WHAT NEEDS TO BE DONE
Working from the entries below, give again each line from the first through the one containing "pub struct StatRecord", exactly and with nothing else.

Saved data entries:
::::
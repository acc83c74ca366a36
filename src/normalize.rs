use serde::Serialize;

use crate::error::ScrapeError;
use crate::html_table::ParsedTable;
use crate::team_identity::team_identity;

/// Columns dropped from every category table: squad size, minutes per game,
/// 90s played, and the raw squad name (the team id replaces it).
pub const EXCLUDED_COLUMNS: &[&str] = &["players_used", "minutes_per_game", "minutes_90s", "team"];

#[derive(Debug, Clone, PartialEq, Serialize)]
#[serde(untagged)]
pub enum StatValue {
    Int(i64),
    Float(f64),
    Text(String),
    Missing,
}

impl StatValue {
    pub fn parse(raw: &str) -> Self {
        let trimmed = raw.trim();
        if trimmed.is_empty() {
            return StatValue::Missing;
        }
        let compact = trimmed.replace(',', "");
        if looks_numeric(&compact) {
            if let Ok(n) = compact.parse::<i64>() {
                return StatValue::Int(n);
            }
            if let Ok(x) = compact.parse::<f64>() {
                return StatValue::Float(x);
            }
        }
        StatValue::Text(trimmed.to_string())
    }

    pub fn is_missing(&self) -> bool {
        matches!(self, StatValue::Missing)
    }
}

// Keeps "inf"/"nan" and friends out of the float path.
fn looks_numeric(s: &str) -> bool {
    s.chars().any(|c| c.is_ascii_digit())
        && s
            .chars()
            .all(|c| c.is_ascii_digit() || matches!(c, '.' | '-' | '+' | 'e' | 'E'))
}

/// One team's row of one category table.
#[derive(Debug, Clone, PartialEq)]
pub struct StatRecord {
    pub team_id: String,
    pub values: Vec<(String, StatValue)>,
}

impl StatRecord {
    pub fn get(&self, label: &str) -> Option<&StatValue> {
        self.values
            .iter()
            .find(|(name, _)| name == label)
            .map(|(_, value)| value)
    }

    pub fn labels(&self) -> impl Iterator<Item = &str> {
        self.values.iter().map(|(name, _)| name.as_str())
    }
}

/// Turns every body row into a record keyed by the table's column labels.
///
/// Team id and values are taken from the same row in the same loop.
pub fn normalize_table(table: &ParsedTable) -> Result<Vec<StatRecord>, ScrapeError> {
    let mut out = Vec::with_capacity(table.rows.len());
    for (row_index, row) in table.rows.iter().enumerate() {
        if row.cells.len() != table.columns.len() {
            return Err(ScrapeError::malformed(
                &table.id,
                row_index,
                format!(
                    "row has {} cells, header has {} columns",
                    row.cells.len(),
                    table.columns.len()
                ),
            ));
        }
        let identity = team_identity(table, row_index)?;
        let values = table
            .columns
            .iter()
            .zip(&row.cells)
            .filter(|(label, _)| !EXCLUDED_COLUMNS.contains(&label.as_str()))
            .map(|(label, cell)| (label.clone(), StatValue::parse(cell)))
            .collect();
        out.push(StatRecord {
            team_id: identity.id,
            values,
        });
    }
    Ok(out)
}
::::
OUTPUT
repository acc83c74ca366a36
filename src/normalize.rs
use serde::Serialize;

use crate::error::ScrapeError;
use crate::html_table::ParsedTable;
use crate::team_identity::team_identity;

/// Columns dropped from every category table: squad size, minutes per game,
/// 90s played, and the raw squad name (the team id replaces it).
pub const EXCLUDED_COLUMNS: &[&str] = &["players_used", "minutes_per_game", "minutes_90s", "team"];

#[derive(Debug, Clone, PartialEq, Serialize)]
#[serde(untagged)]
pub enum StatValue {
    Int(i64),
    Float(f64),
    Text(String),
    Missing,
}

impl StatValue {
    pub fn parse(raw: &str) -> Self {
        let trimmed = raw.trim();
        if trimmed.is_empty() {
            return StatValue::Missing;
        }
        let compact = trimmed.replace(',', "");
        if looks_numeric(&compact) {
            if let Ok(n) = compact.parse::<i64>() {
                return StatValue::Int(n);
            }
            if let Ok(x) = compact.parse::<f64>() {
                return StatValue::Float(x);
            }
        }
        StatValue::Text(trimmed.to_string())
    }

    pub fn is_missing(&self) -> bool {
        matches!(self, StatValue::Missing)
    }
}

// Keeps "inf"/"nan" and friends out of the float path.
fn looks_numeric(s: &str) -> bool {
    s.chars().any(|c| c.is_ascii_digit())
        && s
            .chars()
            .all(|c| c.is_ascii_digit() || matches!(c, '.' | '-' | '+' | 'e' | 'E'))
}

/// One team's row of one category table.
#[derive(Debug, Clone, PartialEq)]
pub struct StatRecord {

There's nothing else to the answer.